No matter your point of view from pictures, you don’t know for sure without testing. A certified electrician should be the ONLY answer.
I thought the same thing at first, but after doing some reading it turns out the GFCI measures the difference between line and neutral, and will work, i.e. protect you from shocks, even without a ground wire. They are not surge protectors that shunt to ground, which is what I suspect the hair dryers were hoping for.
Agreed about calling an electrician though; there are too many unknowns/issues here.
Especially seeing this all in a wet room turns the whole installation into a real horror show!
Really @KruseLuds, do yourself and your loved ones a favor and consult a certified electrician
There has to be a line and a neutral for ANY circuit to be complete.

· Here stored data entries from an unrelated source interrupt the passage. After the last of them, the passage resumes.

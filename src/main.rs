//! BIM Graph Sync - session runner and ChangeLog tooling

use anyhow::{Context, Result};
use bim_graph_sync::diagnostics::install_panic_hook;
use bim_graph_sync::events::SyncEvent;
use bim_graph_sync::neo4j::Neo4jClient;
use bim_graph_sync::sync::SyncService;
use bim_graph_sync::{Config, SyncContext};
use chrono::Utc;
use clap::{Parser, Subcommand};
use std::path::PathBuf;
use std::time::Duration;
use tokio::sync::broadcast::error::RecvError;
use tracing_subscriber::{layer::SubscriberExt, util::SubscriberInitExt};

#[derive(Parser)]
#[command(name = "bim-sync")]
#[command(about = "Multi-session building model sync over Neo4j")]
struct Cli {
    /// Path to the YAML config file (defaults to ./config.yaml)
    #[arg(short, long, global = true)]
    config: Option<PathBuf>,

    /// Session id (overrides SYNC_SESSION_ID and the config file)
    #[arg(short, long, global = true)]
    session: Option<String>,

    /// Print results as JSON lines
    #[arg(long, global = true)]
    json: bool,

    #[command(subcommand)]
    command: Commands,
}

#[derive(Subcommand)]
enum Commands {
    /// Register the session and log pull requests until Ctrl-C
    Listen,

    /// List active sessions
    Sessions,

    /// List unacknowledged ChangeLog entries for the session
    Pending,

    /// Acknowledge ChangeLog entries for the session
    Ack {
        /// Only entries with seq <= this value
        #[arg(long)]
        up_to: Option<i64>,
    },

    /// Delete acknowledged ChangeLog entries
    Purge {
        /// Minimum age of the entries to delete
        #[arg(long, default_value = "24")]
        older_than_hours: u64,
    },
}

fn init_tracing() {
    let filter = tracing_subscriber::EnvFilter::try_from_default_env()
        .unwrap_or_else(|_| "info,bim_graph_sync=debug".into());
    let json = std::env::var("LOG_FORMAT").is_ok_and(|f| f.eq_ignore_ascii_case("json"));

    if json {
        tracing_subscriber::registry()
            .with(filter)
            .with(tracing_subscriber::fmt::layer().json())
            .init();
    } else {
        tracing_subscriber::registry()
            .with(filter)
            .with(tracing_subscriber::fmt::layer())
            .init();
    }
}

#[tokio::main]
async fn main() -> Result<()> {
    // Load .env file
    dotenvy::dotenv().ok();

    init_tracing();

    let cli = Cli::parse();

    let mut config = Config::from_yaml_and_env(cli.config.as_deref())?;
    if let Some(session) = cli.session {
        config.session_id = Some(session);
    }

    install_panic_hook(
        config.diagnostics_dir.clone(),
        config.session_id.clone().unwrap_or_else(|| "-".into()),
    );

    match cli.command {
        Commands::Listen => run_listen(config).await,
        Commands::Sessions => run_sessions(config, cli.json).await,
        Commands::Pending => run_pending(config, cli.json).await,
        Commands::Ack { up_to } => run_ack(config, up_to).await,
        Commands::Purge { older_than_hours } => run_purge(config, older_than_hours).await,
    }
}

fn require_session(config: &Config) -> Result<String> {
    config
        .session_id
        .clone()
        .context("no session id (use --session, SYNC_SESSION_ID or sync.session_id)")
}

async fn run_listen(config: Config) -> Result<()> {
    let (ctx, receiver) = SyncContext::connect(&config).await?;
    tracing::info!(session_id = %ctx.session_id, "Connected to Neo4j");

    let service = SyncService::start(ctx, receiver).await?;
    let mut events = service.subscribe();

    loop {
        tokio::select! {
            _ = tokio::signal::ctrl_c() => {
                tracing::info!("Interrupted, shutting down");
                break;
            }
            event = events.recv() => match event {
                Ok(SyncEvent::PullRequested { session_id, change_count, detected_at }) => {
                    tracing::info!(
                        session_id = %session_id,
                        change_count,
                        detected_at = %detected_at,
                        "Pull requested"
                    );
                }
                Err(RecvError::Lagged(n)) => {
                    tracing::warn!("Dropped {} pull requests", n);
                }
                Err(RecvError::Closed) => break,
            },
        }
    }

    let counts = service.shutdown().await;
    tracing::info!(
        executed = counts.executed,
        failed = counts.failed,
        "Session closed"
    );
    Ok(())
}

async fn run_sessions(config: Config, json: bool) -> Result<()> {
    let client = Neo4jClient::new(&config.neo4j).await?;
    let since = Utc::now()
        - chrono::Duration::from_std(config.sync.session_ttl).unwrap_or(chrono::Duration::zero());
    let sessions = client.list_active_sessions(since).await?;

    if json {
        for s in &sessions {
            println!("{}", serde_json::to_string(s)?);
        }
        return Ok(());
    }
    if sessions.is_empty() {
        println!("No active sessions");
    }
    for s in sessions {
        println!(
            "{}\tstarted {}\tlast seen {}",
            s.session_id,
            s.started_at.to_rfc3339(),
            s.last_seen.to_rfc3339()
        );
    }
    Ok(())
}

async fn run_pending(config: Config, json: bool) -> Result<()> {
    let session_id = require_session(&config)?;
    let client = Neo4jClient::new(&config.neo4j).await?;
    let entries = client.list_unacknowledged(&session_id).await?;

    if json {
        for e in &entries {
            println!("{}", serde_json::to_string(e)?);
        }
        return Ok(());
    }

    for e in &entries {
        println!(
            "{}\t{}\t{}\tfrom {}\t{}",
            e.seq.map(|s| s.to_string()).unwrap_or_else(|| "-".into()),
            e.operation,
            e.target_element_id,
            e.source_session_id,
            e.timestamp.to_rfc3339()
        );
    }
    println!("{} pending for {}", entries.len(), session_id);
    Ok(())
}

async fn run_ack(config: Config, up_to: Option<i64>) -> Result<()> {
    let session_id = require_session(&config)?;
    let client = Neo4jClient::new(&config.neo4j).await?;
    let n = client.acknowledge_change_logs(&session_id, up_to).await?;
    println!("Acknowledged {} entries for {}", n, session_id);
    Ok(())
}

async fn run_purge(config: Config, older_than_hours: u64) -> Result<()> {
    let client = Neo4jClient::new(&config.neo4j).await?;
    let age = Duration::from_secs(older_than_hours.saturating_mul(3600));
    let older_than = Utc::now()
        - chrono::Duration::from_std(age).context("purge age out of range")?;
    let n = client.purge_acknowledged(older_than).await?;
    println!("Purged {} acknowledged entries", n);
    Ok(())
}
//! GraphStore trait definition
//!
//! Abstract interface over the Neo4j operations the sync core needs.
//! Mirrors the public async methods of `Neo4jClient` so the coordinator,
//! dispatcher and listener can be tested against an in-memory store.

use crate::cypher::Statement;
use crate::neo4j::models::*;
use anyhow::Result;
use async_trait::async_trait;
use chrono::{DateTime, Utc};

#[async_trait]
pub trait GraphStore: Send + Sync {
    // ========================================================================
    // Building graph
    // ========================================================================

    /// Execute one generated statement
    async fn execute_statement(&self, statement: &Statement) -> Result<()>;

    // ========================================================================
    // Session registry
    // ========================================================================

    /// Create or refresh the session node
    async fn register_session(&self, session_id: &str) -> Result<()>;

    /// Heartbeat: bump `lastSeen`
    async fn touch_session(&self, session_id: &str) -> Result<()>;

    /// Remove the session node
    async fn remove_session(&self, session_id: &str) -> Result<()>;

    /// Sessions whose `lastSeen` is at or after `active_since`
    async fn list_active_sessions(&self, active_since: DateTime<Utc>) -> Result<Vec<SessionNode>>;

    // ========================================================================
    // ChangeLog
    // ========================================================================

    /// Persist an entry and return the `seq` assigned to it
    async fn create_change_log(&self, entry: &ChangeLogEntry) -> Result<i64>;

    /// Unacknowledged entries for `session_id` newer than `since`
    async fn count_recent_unacknowledged(
        &self,
        session_id: &str,
        since: DateTime<Utc>,
    ) -> Result<ChangeProbe>;

    /// Unacknowledged entries for `session_id` with `seq > after_seq`
    async fn probe_unacknowledged_after(
        &self,
        session_id: &str,
        after_seq: i64,
    ) -> Result<ChangeProbe>;

    /// All unacknowledged entries for `session_id`, ordered by `seq`
    async fn list_unacknowledged(&self, session_id: &str) -> Result<Vec<ChangeLogEntry>>;

    /// Mark entries acknowledged (all, or those with `seq <= up_to_seq`).
    /// Returns the number of entries changed.
    async fn acknowledge_change_logs(&self, session_id: &str, up_to_seq: Option<i64>)
        -> Result<u64>;

    /// Delete acknowledged entries older than `older_than`
    async fn purge_acknowledged(&self, older_than: DateTime<Utc>) -> Result<u64>;
}
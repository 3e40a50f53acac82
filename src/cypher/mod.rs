//! Cypher generation for building entities

pub mod escape;
pub mod statement;
pub mod translator;

pub use statement::{Assignment, Clause, Direction, NodePattern, PropertyValue, RelType, Statement};
pub use translator::UpsertTranslator;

I had to go back to my books, but you are correct. A ground wire is not required, but the receptacle must be marked “No Equipment Ground”. But NEC Article 250 regarding grounding states that a ground wire is required. This is the code that my installations followed.
In a normal safe circuit, the current in the line and the neutral will be equal. If there is a leakage to ground, then the current flows won’t be equal. Thus, a ground fault.

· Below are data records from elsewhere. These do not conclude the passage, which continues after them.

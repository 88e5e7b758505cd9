//! Store statistics from chunk headers alone.

use crate::store::data_file_path;
use crate::store::format::CHUNK_SIZE;
use crate::store::reader::StoreReader;
use anyhow::Result;
use std::path::Path;

/// Summary of a data file, computed without decompressing any payload.
#[derive(Debug, Default, Clone, Copy, PartialEq, Eq)]
pub struct StoreStats {
    pub chunks: usize,
    pub file_records: usize,
    pub uncompressed_bytes: u64,
    pub compressed_bytes: u64,
    pub index_bytes: u64,
    pub largest_chunk: u32,
}

/// Scan chunk headers and accumulate totals.
pub fn gather_stats(data_path: &Path) -> Result<StoreStats> {
    let mut reader = StoreReader::open(data_path)?;
    let mut stats = StoreStats::default();

    while let Some(header) = reader.next_chunk_header()? {
        reader.skip_index(&header)?;
        reader.skip_payload(&header)?;

        stats.chunks += 1;
        stats.file_records += header.file_count as usize;
        stats.uncompressed_bytes += header.uncompressed_size as u64;
        stats.compressed_bytes += header.compressed_size as u64;
        stats.index_bytes += header.index_size as u64;
        stats.largest_chunk = stats.largest_chunk.max(header.uncompressed_size);
    }

    Ok(stats)
}

/// Display store statistics for a project.
pub fn show_stats(project: &Path) -> Result<()> {
    let data_path = data_file_path(project);
    let stats = gather_stats(&data_path)?;

    println!("Store statistics");
    println!("================");
    println!();
    println!("Data file:         {}", data_path.display());
    println!("Chunk budget:      {} KiB", CHUNK_SIZE / 1024);
    println!("Chunks:            {}", stats.chunks);
    println!("File records:      {}", stats.file_records);
    println!("Uncompressed:      {}", format_size(stats.uncompressed_bytes));
    println!("Compressed:        {}", format_size(stats.compressed_bytes));
    println!("Index bytes:       {}", format_size(stats.index_bytes));
    println!("Largest chunk:     {}", format_size(stats.largest_chunk as u64));

    if stats.uncompressed_bytes > 0 {
        println!(
            "Compression ratio: {:.2}x",
            stats.uncompressed_bytes as f64 / stats.compressed_bytes.max(1) as f64
        );
    }

    Ok(())
}

fn format_size(bytes: u64) -> String {
    const KB: u64 = 1024;
    const MB: u64 = KB * 1024;
    const GB: u64 = MB * 1024;

    if bytes >= GB {
        format!("{:.2} GiB", bytes as f64 / GB as f64)
    } else if bytes >= MB {
        format!("{:.2} MiB", bytes as f64 / MB as f64)
    } else if bytes >= KB {
        format!("{:.2} KiB", bytes as f64 / KB as f64)
    } else {
        format!("{} B", bytes)
    }
}

#[cfg(test)]
mod tests {
    use super::*;
    use crate::store::builder::Builder;
    use std::io::Write;

    #[test]
    fn test_gather_stats_counts_headers() {
        let mut bytes = Vec::new();
        let mut builder = Builder::with_chunk_size(&mut bytes, 8).unwrap();
        builder
            .append_file_part("f", 0, b"aaaa\nbbbb\ncccc\ndddd\neeee\n", 1, 25)
            .unwrap();
        builder.finish().unwrap();

        let mut file = tempfile::NamedTempFile::new().unwrap();
        file.write_all(&bytes).unwrap();
        file.flush().unwrap();

        let stats = gather_stats(file.path()).unwrap();
        assert_eq!(stats.chunks, 5);
        assert_eq!(stats.file_records, 5);
        assert_eq!(stats.uncompressed_bytes, 5 * (40 + 1 + 5));
        assert!(stats.compressed_bytes > 0);
    }

    #[test]
    fn test_format_size() {
        assert_eq!(format_size(512), "512 B");
        assert_eq!(format_size(2048), "2.00 KiB");
        assert_eq!(format_size(3 * 1024 * 1024), "3.00 MiB");
    }
}
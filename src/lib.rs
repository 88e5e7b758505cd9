//! # qgd - source-code grep accelerator
//!
//! qgd preprocesses a project tree into a single compact, compressed,
//! indexed data file, then answers regular-expression queries against that
//! file far faster than a scan of the original tree.
//!
//! ## Architecture
//!
//! The crate is organized into these main modules:
//!
//! - [`store`] - Chunked store building and reading (packer, on-disk format)
//! - [`query`] - Query execution (parallel decompression + scan, ordered output)
//! - [`output`] - Search options and match line formatting
//! - [`utils`] - Utility functions (bloom index, encoding, config, progress)
//!
//! ## Quick Start
//!
//! ```ignore
//! use qgd::output::SearchOptions;
//! use qgd::query::search_project;
//! use qgd::store::build_project;
//! use std::path::Path;
//!
//! // Pack a project tree into <project>.qgd
//! build_project(Path::new("/path/to/code"))?;
//!
//! // Run a query against the packed store
//! let options = SearchOptions::new().with(SearchOptions::IGNORE_CASE);
//! search_project(Path::new("/path/to/code"), "fn main", options, std::io::stdout().lock())?;
//! ```
//!
//! ## Data flow
//!
//! Build: file bytes -> UTF-8 normalize -> EOL normalize -> packer queue ->
//! chunk materialization -> bloom index -> LZ4 -> file stream.
//!
//! Query: file stream -> chunk header + compressed payload -> worker pool ->
//! (decompress -> scan -> format) -> ordered emitter -> terminal.

pub mod output;
pub mod query;
pub mod store;
pub mod utils;
//! Search options and match line formatting.

use std::io::{self, Write};
use termcolor::{Color, ColorSpec, WriteColor};

/// Query option flags.
#[derive(Debug, Clone, Copy, Default, PartialEq, Eq)]
pub struct SearchOptions(pub u32);

impl SearchOptions {
    /// Case-insensitive matching (forwarded to the regex engine).
    pub const IGNORE_CASE: u32 = 1 << 0;
    /// Treat the pattern as a literal string (forwarded to the regex engine).
    pub const LITERAL: u32 = 1 << 1;
    /// Visual Studio output flavor: backslash paths, `(line):` separators.
    pub const VISUAL_STUDIO: u32 = 1 << 2;
    /// Report the 1-based column of each match.
    pub const COLUMN_NUMBER: u32 = 1 << 3;
    /// Color the matched span in each emitted line.
    pub const HIGHLIGHT: u32 = 1 << 4;

    pub fn new() -> Self {
        Self(0)
    }

    pub fn has(self, flag: u32) -> bool {
        self.0 & flag != 0
    }

    pub fn with(self, flag: u32) -> Self {
        Self(self.0 | flag)
    }
}

/// Write one formatted match line.
///
/// Default flavor: `path:line[:col] text`. Visual Studio flavor:
/// `path(line[,col]): text` with `/` rewritten to `\` in the path.
/// `text` is the full enclosing line; `match_start..match_end` is the
/// matched span within it, used for highlighting.
pub fn write_match<W: Write + WriteColor>(
    out: &mut W,
    options: SearchOptions,
    path: &[u8],
    line: u32,
    column: u32,
    text: &[u8],
    match_start: usize,
    match_end: usize,
) -> io::Result<()> {
    if options.has(SearchOptions::VISUAL_STUDIO) {
        let backslashed: Vec<u8> = path
            .iter()
            .map(|&b| if b == b'/' { b'\\' } else { b })
            .collect();
        out.write_all(&backslashed)?;

        write!(out, "({}", line)?;
        if options.has(SearchOptions::COLUMN_NUMBER) {
            write!(out, ",{}", column)?;
        }
        write!(out, "): ")?;
    } else {
        out.write_all(path)?;

        write!(out, ":{}", line)?;
        if options.has(SearchOptions::COLUMN_NUMBER) {
            write!(out, ":{}", column)?;
        }
        write!(out, " ")?;
    }

    if options.has(SearchOptions::HIGHLIGHT) {
        let start = match_start.min(text.len());
        let end = match_end.clamp(start, text.len());

        out.write_all(&text[..start])?;
        out.set_color(ColorSpec::new().set_fg(Some(Color::Red)).set_bold(true))?;
        out.write_all(&text[start..end])?;
        out.reset()?;
        out.write_all(&text[end..])?;
    } else {
        out.write_all(text)?;
    }

    out.write_all(b"\n")
}

#[cfg(test)]
mod tests {
    use super::*;
    use termcolor::Buffer;

    fn format(options: SearchOptions, path: &str, line: u32, column: u32, text: &str) -> String {
        let mut buf = Buffer::no_color();
        write_match(
            &mut buf,
            options,
            path.as_bytes(),
            line,
            column,
            text.as_bytes(),
            0,
            0,
        )
        .unwrap();
        String::from_utf8(buf.as_slice().to_vec()).unwrap()
    }

    #[test]
    fn test_default_format() {
        let out = format(SearchOptions::new(), "a.txt", 2, 1, "line2");
        assert_eq!(out, "a.txt:2 line2\n");
    }

    #[test]
    fn test_default_format_with_column() {
        let options = SearchOptions::new().with(SearchOptions::COLUMN_NUMBER);
        let out = format(options, "a.txt", 2, 1, "line2");
        assert_eq!(out, "a.txt:2:1 line2\n");
    }

    #[test]
    fn test_visual_studio_format() {
        let options = SearchOptions::new().with(SearchOptions::VISUAL_STUDIO);
        let out = format(options, "src/a.txt", 12, 5, "body");
        assert_eq!(out, "src\\a.txt(12): body\n");
    }

    #[test]
    fn test_visual_studio_format_with_column() {
        let options = SearchOptions::new()
            .with(SearchOptions::VISUAL_STUDIO)
            .with(SearchOptions::COLUMN_NUMBER);
        let out = format(options, "src/a.txt", 12, 5, "body");
        assert_eq!(out, "src\\a.txt(12,5): body\n");
    }

    #[test]
    fn test_highlight_colors_match_span() {
        let options = SearchOptions::new().with(SearchOptions::HIGHLIGHT);
        let mut buf = Buffer::ansi();
        write_match(&mut buf, options, b"a.txt", 1, 3, b"xxmatchxx", 2, 7).unwrap();

        let out = String::from_utf8(buf.as_slice().to_vec()).unwrap();
        assert!(out.contains("\x1b["));
        assert!(out.contains("match"));
        assert!(out.starts_with("a.txt:1 xx"));
    }
}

Now that I had to refresh my memory of Article 250, there is a solution to the OP’s question.
There is a Shelly +1 relay in the related light fixture which is the other end of the Romex, it is set up correctly and is working properly with a neutral. It sometimes loses connectivity to the network because it is in a thick metal casing inside of the fixture which hampers the WiFi signal. Therefore I decided to remove the Shelly and replace the switch with a smart 4-wire switch which will connect to HA via matter. I will check the wiring at the fixture end to check; if the neutral on that end is connected to one of those Romex leads, then I can use the same lead at the other end of the Romex as the neutral. The previous electrician had essentially done the same with the ground wire. Thoughts?
I give up. I won’t play 20-questions.
Call an electrician.
Nobody else has any thoughts?
I have never seen one like that.
They usually measure imbalance of current on L and N. In practice L and N are both passing through current transformer and if sum doesn’t make ~zero (<30mA), it triggers “relay”. Earth ground is not connected anywhere on CFCI.
If it was detecting current in ground wire, it would not detect current that flows directly to real ground (like human touching hot circuit).
Thanks for the info. I’ve probably installed upwards of a hundred GFI outlets over the past half-century, and since what I was taught as an apprentice electrician made sense, I never felt the need to research it further. The journeyman’s exam was mostly memorizing the NEC.
I checked, there is no neutral available there, I will either find a switch that doesn’t require one or have a neutral installed…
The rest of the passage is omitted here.